Sylvain Grisot. Concordo. Embora, na minha opinião,  as políticas públicas, com o ZAN, não identifiquem a causa e a consequência do problema, os efeitos no sistema são muito concretos. Vemos muitas atuações locais, muitas vezes exemplares. Resta a refletir sobre a aceleração e o efeito de massa crítica.

Que medidas, ferramentas e entornos poderiam facilitar a implantação desses projetos?

Céline Acharian. O que é certo é que os representantes locais eleitos precisam de mais liberdade. A acumulação de regulamentações, de restrições ligadas às divisões administrativas, a complexidade das normas, a pressão da prevenção de riscos, as injunções em termos de proteção civil e proteção do patrimônio: eis um sistema de regulamentação que, apesar das motivações legítimas, só pode desanimar, mesmo em assuntos reconhecidamente urgentes. O prefeito de um pequeno município na região de Ile-de-France nos contou recentemente como teve que lutar em todas as frentes para poder experimentar um sistema de circularidade da água em sua área. O mesmo se aplica à silvicultura e à madeira para construção: os regulamentos sobre incêndios, o Serviço Departamental de Incêndio e Resgate (SDIS), todos esses fatores dificultam muito a experimentação. Em suma, as restrições são tais que, quando abordagens ágeis poderiam ser implementadas, os participantes geralmente desistem.
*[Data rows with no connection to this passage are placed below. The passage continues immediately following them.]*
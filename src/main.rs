use yew::prelude::*;
use yew_router::prelude::*;

mod config;
mod gallery;
mod components {
    pub mod brand_loader;
    pub mod footer;
    pub mod icons;
    pub mod navbar;
    pub mod reveal;
    pub mod testimonials;
}
mod content {
    pub mod company;
    pub mod gallery;
    pub mod services;
}
mod pages {
    pub mod about;
    pub mod contact;
    pub mod gallery;
    pub mod home;
    pub mod not_found;
    pub mod products;
    pub mod services;
}
mod utils {
    pub mod contact;
}

use components::brand_loader::BrandLoader;
use components::footer::Footer;
use components::navbar::Navbar;
use components::reveal::REVEAL_CSS;
use pages::{
    about::About, contact::Contact, gallery::Gallery, home::Home, not_found::NotFound,
    products::Products, services::Services,
};

#[derive(Clone, Routable, PartialEq, Debug)]
pub enum Route {
    #[at("/")]
    Home,
    #[at("/about")]
    About,
    #[at("/services")]
    Services,
    #[at("/products")]
    Products,
    #[at("/gallery")]
    Gallery,
    #[at("/contact")]
    Contact,
    #[not_found]
    #[at("/404")]
    NotFound,
}

fn switch(routes: Route) -> Html {
    log::debug!("Route: {:?}", routes);
    match routes {
        Route::Home => html! { <Home /> },
        Route::About => html! { <About /> },
        Route::Services => html! { <Services /> },
        Route::Products => html! { <Products /> },
        Route::Gallery => html! { <Gallery /> },
        Route::Contact => html! { <Contact /> },
        Route::NotFound => html! { <NotFound /> },
    }
}

#[function_component(App)]
fn app() -> Html {
    // The splash runs once per page load, not on every navigation
    let loader_done = use_state(|| false);
    let on_loader_finish = {
        let loader_done = loader_done.clone();
        Callback::from(move |_| loader_done.set(true))
    };

    html! {
        <BrowserRouter>
            <style>{REVEAL_CSS}</style>
            if !*loader_done {
                <BrandLoader on_finish={on_loader_finish} />
            }
            <Navbar />
            <main>
                <Switch<Route> render={switch} />
            </main>
            <Footer />
        </BrowserRouter>
    }
}

fn main() {
    wasm_logger::init(wasm_logger::Config::new(config::get_log_level()));
    log::info!("Starting {}", config::COMPANY_NAME);
    yew::Renderer::<App>::new().render();
}

#[cfg(test)]
mod tests {
    use super::*;

    #[test]
    fn routes_resolve_from_paths() {
        assert_eq!(Route::recognize("/"), Some(Route::Home));
        assert_eq!(Route::recognize("/gallery"), Some(Route::Gallery));
        assert_eq!(Route::recognize("/contact"), Some(Route::Contact));
        assert_eq!(Route::recognize("/no-such-page"), Some(Route::NotFound));
    }

    #[test]
    fn routes_render_back_to_paths() {
        assert_eq!(Route::Products.to_path(), "/products");
        assert_eq!(Route::About.to_path(), "/about");
    }
}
Quem tem as chaves para agir? A edilidade é que dá o impulso?

Sylvain Grisot. Vamos ser claros: a edilidade representa 500.000 pessoas, das quais 490.000 não controlam absolutamente nada. Precisamos parar de pensar em termos de poder de decisão. A circularidade urbana é, por excelência, uma questão coletiva, que deve nos incitar a tecer novas relações para podermos pensar, questionar e experimentar juntos. Eu diria até que precisamos parar de pensar em termos de inovação. Não se trata de inovar, mas de desistir. A verdadeira questão é: como paramos de fazer as coisas mal feitas? O que devemos parar de fazer? Todos nós devemos assumir nossas responsabilidades aqui.

Céline Acharian. Concordo plenamente que essas são questões coletivas e compartilhadas. Mesmo assim, o fato é que os representantes eleitos locais, e os atores locais em geral, desempenham um papel importante. Não falo de responsabilidade, mas sim da capacidade de agir e experimentar. Recentemente, um vereador responsável pelo urbanismo em Rennes afirmava que, em um contexto geral de desconfiança pública em relação à capacidade do Estado de definir diretrizes relevantes, o único âmbito político real ainda considerado útil pelos cidadãos é o das políticas urbanas, incluindo as políticas habitacionais. É um reconhecimento de que os representantes eleitos têm uma capacidade real de ação.

 

(*) Grisot (S.), Manifesto por um urbanismo circular, Editora Apogée, 2021.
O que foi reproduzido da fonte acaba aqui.